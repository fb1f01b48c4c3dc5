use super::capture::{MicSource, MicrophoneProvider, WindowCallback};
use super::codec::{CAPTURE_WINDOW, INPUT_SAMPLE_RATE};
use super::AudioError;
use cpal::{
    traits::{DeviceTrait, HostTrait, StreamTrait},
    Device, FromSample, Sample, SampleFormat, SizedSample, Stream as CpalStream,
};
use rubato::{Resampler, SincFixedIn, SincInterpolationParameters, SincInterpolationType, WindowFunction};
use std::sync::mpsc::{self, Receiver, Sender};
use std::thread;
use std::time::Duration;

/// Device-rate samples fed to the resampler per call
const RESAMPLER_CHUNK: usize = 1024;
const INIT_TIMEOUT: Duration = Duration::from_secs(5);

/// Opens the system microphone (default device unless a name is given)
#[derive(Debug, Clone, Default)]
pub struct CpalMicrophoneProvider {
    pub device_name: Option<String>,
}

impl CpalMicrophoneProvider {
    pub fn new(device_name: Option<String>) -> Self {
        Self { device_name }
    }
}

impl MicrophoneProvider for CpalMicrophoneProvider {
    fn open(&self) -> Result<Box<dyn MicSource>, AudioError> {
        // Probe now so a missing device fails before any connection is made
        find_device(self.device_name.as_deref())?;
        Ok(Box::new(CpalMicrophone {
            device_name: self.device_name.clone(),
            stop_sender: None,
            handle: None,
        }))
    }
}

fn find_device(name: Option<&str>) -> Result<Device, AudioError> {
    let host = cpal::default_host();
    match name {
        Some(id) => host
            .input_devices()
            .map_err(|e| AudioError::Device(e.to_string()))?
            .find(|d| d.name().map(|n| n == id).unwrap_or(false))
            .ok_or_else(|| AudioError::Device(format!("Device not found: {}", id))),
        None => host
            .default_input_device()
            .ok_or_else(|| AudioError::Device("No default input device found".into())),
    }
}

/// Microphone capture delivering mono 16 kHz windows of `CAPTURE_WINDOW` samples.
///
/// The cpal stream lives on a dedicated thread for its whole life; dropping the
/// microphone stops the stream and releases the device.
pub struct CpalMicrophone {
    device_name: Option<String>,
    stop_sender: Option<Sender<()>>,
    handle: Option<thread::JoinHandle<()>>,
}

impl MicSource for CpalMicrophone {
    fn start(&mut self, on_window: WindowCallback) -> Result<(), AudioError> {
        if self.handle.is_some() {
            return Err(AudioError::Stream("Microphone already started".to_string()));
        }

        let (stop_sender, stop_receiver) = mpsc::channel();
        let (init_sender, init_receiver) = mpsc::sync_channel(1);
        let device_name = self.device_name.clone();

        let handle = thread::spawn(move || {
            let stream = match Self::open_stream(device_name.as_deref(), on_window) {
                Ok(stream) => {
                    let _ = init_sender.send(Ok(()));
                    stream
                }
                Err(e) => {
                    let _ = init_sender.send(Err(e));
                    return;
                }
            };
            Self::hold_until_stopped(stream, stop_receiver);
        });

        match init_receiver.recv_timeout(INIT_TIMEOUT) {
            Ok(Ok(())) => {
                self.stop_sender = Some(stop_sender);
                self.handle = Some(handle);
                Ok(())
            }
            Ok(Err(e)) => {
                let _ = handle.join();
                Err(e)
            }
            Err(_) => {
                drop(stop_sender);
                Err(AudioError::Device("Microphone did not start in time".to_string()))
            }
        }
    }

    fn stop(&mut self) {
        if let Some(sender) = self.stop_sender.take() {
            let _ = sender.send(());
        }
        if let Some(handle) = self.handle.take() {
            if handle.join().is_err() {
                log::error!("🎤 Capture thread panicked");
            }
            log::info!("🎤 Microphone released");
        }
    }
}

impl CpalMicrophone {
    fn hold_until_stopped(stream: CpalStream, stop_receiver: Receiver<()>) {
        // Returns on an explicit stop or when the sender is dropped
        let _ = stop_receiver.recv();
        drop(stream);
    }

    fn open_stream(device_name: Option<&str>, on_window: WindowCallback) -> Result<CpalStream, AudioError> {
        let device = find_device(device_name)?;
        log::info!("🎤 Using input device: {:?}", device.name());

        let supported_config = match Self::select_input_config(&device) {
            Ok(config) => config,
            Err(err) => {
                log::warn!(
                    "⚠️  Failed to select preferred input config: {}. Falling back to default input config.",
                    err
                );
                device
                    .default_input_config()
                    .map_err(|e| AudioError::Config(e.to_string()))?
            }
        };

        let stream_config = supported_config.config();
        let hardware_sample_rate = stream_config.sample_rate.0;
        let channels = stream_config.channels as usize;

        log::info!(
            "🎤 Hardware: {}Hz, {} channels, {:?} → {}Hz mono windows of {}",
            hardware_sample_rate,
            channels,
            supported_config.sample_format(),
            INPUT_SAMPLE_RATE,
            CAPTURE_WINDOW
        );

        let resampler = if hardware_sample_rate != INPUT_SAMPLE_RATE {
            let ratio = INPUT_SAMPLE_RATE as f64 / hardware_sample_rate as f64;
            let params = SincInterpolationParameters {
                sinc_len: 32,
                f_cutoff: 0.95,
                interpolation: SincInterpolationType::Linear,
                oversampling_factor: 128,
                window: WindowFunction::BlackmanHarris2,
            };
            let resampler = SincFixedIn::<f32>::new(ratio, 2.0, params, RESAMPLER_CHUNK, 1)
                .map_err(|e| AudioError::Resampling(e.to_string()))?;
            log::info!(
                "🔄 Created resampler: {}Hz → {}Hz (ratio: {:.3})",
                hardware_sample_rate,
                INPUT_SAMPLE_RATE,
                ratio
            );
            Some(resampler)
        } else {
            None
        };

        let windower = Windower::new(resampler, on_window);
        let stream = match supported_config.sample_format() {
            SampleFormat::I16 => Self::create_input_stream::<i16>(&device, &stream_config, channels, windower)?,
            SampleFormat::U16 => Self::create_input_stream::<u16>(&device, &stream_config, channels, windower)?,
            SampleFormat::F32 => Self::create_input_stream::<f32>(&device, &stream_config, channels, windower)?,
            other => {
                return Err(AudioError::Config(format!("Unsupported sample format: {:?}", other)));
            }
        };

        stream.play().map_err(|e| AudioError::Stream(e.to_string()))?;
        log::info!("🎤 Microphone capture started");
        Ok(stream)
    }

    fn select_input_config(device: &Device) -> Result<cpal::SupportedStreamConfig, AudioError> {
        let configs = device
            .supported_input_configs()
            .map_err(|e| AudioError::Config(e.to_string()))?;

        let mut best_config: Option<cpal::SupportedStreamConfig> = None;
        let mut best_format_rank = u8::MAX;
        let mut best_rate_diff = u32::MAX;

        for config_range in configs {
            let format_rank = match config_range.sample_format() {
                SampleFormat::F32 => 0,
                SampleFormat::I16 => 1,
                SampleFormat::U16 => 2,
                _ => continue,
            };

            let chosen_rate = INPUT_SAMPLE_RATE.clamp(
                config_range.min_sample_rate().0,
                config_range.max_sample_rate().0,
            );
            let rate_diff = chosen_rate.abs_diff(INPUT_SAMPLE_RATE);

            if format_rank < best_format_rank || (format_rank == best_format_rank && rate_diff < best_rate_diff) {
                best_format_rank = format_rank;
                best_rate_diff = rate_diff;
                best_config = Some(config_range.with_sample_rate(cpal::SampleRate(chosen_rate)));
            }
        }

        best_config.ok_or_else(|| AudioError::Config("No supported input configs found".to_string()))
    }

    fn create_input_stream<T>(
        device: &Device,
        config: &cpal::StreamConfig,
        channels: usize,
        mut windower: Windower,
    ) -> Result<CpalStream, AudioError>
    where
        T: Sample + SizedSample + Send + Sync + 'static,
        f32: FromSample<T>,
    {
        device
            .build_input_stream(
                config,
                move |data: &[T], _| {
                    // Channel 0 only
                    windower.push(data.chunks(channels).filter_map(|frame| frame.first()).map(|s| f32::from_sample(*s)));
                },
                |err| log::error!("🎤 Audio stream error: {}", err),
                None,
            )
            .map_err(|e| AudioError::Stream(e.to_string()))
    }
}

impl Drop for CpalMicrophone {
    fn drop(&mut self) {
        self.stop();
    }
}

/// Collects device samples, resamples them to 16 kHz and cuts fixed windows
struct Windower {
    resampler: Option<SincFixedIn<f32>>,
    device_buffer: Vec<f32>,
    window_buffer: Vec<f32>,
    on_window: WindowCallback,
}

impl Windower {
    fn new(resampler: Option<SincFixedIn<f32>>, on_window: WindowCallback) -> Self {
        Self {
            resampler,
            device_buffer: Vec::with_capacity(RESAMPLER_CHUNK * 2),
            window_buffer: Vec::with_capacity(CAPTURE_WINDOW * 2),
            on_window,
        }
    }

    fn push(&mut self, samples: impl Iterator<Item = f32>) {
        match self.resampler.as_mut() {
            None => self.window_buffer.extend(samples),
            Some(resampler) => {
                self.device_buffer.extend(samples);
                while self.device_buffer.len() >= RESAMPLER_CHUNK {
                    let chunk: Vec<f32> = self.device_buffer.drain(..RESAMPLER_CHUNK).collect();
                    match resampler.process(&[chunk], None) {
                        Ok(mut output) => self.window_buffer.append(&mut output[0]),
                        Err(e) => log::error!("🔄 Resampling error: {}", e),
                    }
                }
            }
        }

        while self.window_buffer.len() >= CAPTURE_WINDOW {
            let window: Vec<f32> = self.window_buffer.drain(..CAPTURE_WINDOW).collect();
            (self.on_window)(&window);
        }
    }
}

* * *

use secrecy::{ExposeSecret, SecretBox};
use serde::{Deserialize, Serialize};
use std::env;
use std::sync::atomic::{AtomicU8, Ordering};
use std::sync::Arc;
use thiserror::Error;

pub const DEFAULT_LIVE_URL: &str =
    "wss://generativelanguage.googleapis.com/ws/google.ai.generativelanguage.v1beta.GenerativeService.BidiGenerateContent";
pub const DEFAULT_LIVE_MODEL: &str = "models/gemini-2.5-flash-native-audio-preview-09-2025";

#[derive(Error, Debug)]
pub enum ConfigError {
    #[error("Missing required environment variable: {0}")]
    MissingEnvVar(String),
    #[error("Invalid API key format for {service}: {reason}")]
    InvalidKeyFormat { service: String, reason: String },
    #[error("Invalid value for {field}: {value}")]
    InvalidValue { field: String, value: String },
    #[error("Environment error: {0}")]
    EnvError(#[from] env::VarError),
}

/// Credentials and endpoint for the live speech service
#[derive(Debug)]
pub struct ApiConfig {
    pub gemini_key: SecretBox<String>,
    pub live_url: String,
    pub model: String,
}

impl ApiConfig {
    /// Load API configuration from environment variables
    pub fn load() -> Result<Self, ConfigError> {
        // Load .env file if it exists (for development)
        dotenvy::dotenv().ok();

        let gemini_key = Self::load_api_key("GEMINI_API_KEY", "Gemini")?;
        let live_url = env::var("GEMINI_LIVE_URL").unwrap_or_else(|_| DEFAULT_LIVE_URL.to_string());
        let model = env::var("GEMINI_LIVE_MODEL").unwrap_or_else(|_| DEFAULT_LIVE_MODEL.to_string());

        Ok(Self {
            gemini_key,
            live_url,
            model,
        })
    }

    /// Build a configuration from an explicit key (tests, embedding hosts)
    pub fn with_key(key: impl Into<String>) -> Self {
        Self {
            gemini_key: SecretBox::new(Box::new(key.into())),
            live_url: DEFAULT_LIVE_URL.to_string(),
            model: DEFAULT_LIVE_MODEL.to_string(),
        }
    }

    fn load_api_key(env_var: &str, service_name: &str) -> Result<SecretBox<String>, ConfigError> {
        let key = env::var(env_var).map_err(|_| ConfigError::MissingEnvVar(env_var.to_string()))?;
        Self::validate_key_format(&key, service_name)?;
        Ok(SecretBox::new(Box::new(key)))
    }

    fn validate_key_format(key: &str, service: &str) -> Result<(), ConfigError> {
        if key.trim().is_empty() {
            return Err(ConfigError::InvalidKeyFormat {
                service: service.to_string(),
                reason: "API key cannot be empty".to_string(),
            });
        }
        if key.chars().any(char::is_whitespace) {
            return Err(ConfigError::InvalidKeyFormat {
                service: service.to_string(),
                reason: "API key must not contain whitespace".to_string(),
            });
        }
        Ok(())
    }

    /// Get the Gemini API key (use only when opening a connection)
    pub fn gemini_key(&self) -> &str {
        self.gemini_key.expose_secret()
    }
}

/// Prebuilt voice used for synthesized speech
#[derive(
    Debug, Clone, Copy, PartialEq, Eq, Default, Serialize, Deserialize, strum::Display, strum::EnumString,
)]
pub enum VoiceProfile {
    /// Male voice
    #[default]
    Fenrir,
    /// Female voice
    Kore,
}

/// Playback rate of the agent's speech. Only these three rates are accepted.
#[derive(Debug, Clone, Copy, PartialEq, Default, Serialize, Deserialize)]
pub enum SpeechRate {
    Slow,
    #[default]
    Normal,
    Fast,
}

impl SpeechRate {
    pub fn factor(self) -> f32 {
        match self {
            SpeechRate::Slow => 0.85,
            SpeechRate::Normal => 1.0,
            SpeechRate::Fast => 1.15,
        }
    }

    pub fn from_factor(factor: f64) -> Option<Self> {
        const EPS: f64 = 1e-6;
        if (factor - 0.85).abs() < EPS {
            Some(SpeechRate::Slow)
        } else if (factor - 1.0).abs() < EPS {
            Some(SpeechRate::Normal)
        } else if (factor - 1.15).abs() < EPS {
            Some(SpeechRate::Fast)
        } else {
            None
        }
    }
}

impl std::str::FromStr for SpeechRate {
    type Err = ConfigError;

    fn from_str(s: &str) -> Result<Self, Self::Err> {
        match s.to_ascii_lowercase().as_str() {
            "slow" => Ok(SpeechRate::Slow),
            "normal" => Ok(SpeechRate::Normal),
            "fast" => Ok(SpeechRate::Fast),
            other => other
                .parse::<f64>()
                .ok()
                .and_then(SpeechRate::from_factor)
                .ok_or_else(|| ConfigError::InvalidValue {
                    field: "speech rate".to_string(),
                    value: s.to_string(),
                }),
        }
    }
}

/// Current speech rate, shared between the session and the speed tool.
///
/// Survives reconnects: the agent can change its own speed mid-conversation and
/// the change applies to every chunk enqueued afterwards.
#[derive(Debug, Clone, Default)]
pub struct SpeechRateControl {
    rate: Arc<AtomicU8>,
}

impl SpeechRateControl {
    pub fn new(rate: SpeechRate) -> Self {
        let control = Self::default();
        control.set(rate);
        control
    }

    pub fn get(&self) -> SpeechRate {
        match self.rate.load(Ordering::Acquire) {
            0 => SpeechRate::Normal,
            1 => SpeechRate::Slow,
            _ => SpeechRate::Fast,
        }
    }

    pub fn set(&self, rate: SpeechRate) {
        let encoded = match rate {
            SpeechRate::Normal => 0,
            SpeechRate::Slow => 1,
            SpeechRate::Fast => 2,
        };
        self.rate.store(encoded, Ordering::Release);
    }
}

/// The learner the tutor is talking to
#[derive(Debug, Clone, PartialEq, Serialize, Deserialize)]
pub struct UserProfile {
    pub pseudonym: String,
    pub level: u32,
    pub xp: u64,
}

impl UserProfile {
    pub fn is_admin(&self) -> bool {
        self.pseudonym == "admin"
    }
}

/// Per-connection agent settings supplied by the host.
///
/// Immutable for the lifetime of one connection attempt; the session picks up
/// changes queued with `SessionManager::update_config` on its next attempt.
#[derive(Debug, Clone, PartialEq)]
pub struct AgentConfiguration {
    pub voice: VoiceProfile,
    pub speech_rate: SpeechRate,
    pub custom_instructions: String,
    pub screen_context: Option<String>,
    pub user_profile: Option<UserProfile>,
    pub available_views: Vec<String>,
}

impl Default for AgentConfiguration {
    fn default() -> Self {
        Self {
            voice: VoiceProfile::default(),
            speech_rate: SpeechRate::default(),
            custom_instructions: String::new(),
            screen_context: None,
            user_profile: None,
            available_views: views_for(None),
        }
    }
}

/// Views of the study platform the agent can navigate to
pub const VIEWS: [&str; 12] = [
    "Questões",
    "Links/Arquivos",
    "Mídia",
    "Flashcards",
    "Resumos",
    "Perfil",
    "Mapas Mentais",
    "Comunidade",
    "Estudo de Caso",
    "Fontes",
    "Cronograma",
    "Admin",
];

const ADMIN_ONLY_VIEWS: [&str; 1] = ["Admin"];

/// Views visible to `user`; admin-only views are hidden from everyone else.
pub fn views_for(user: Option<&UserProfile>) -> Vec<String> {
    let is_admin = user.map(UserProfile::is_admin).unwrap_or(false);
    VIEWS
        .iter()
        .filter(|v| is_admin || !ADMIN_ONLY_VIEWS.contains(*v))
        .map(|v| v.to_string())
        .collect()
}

* * *

◆ **WORK TASK**:
Filter the entries above and keep only the lines with the word "info".

◆ **ANSWER BOX**:
            log::info!("🎤 Microphone released");
        log::info!("🎤 Using input device: {:?}", device.name());
        log::info!(
            log::info!(
        log::info!("🎤 Microphone capture started");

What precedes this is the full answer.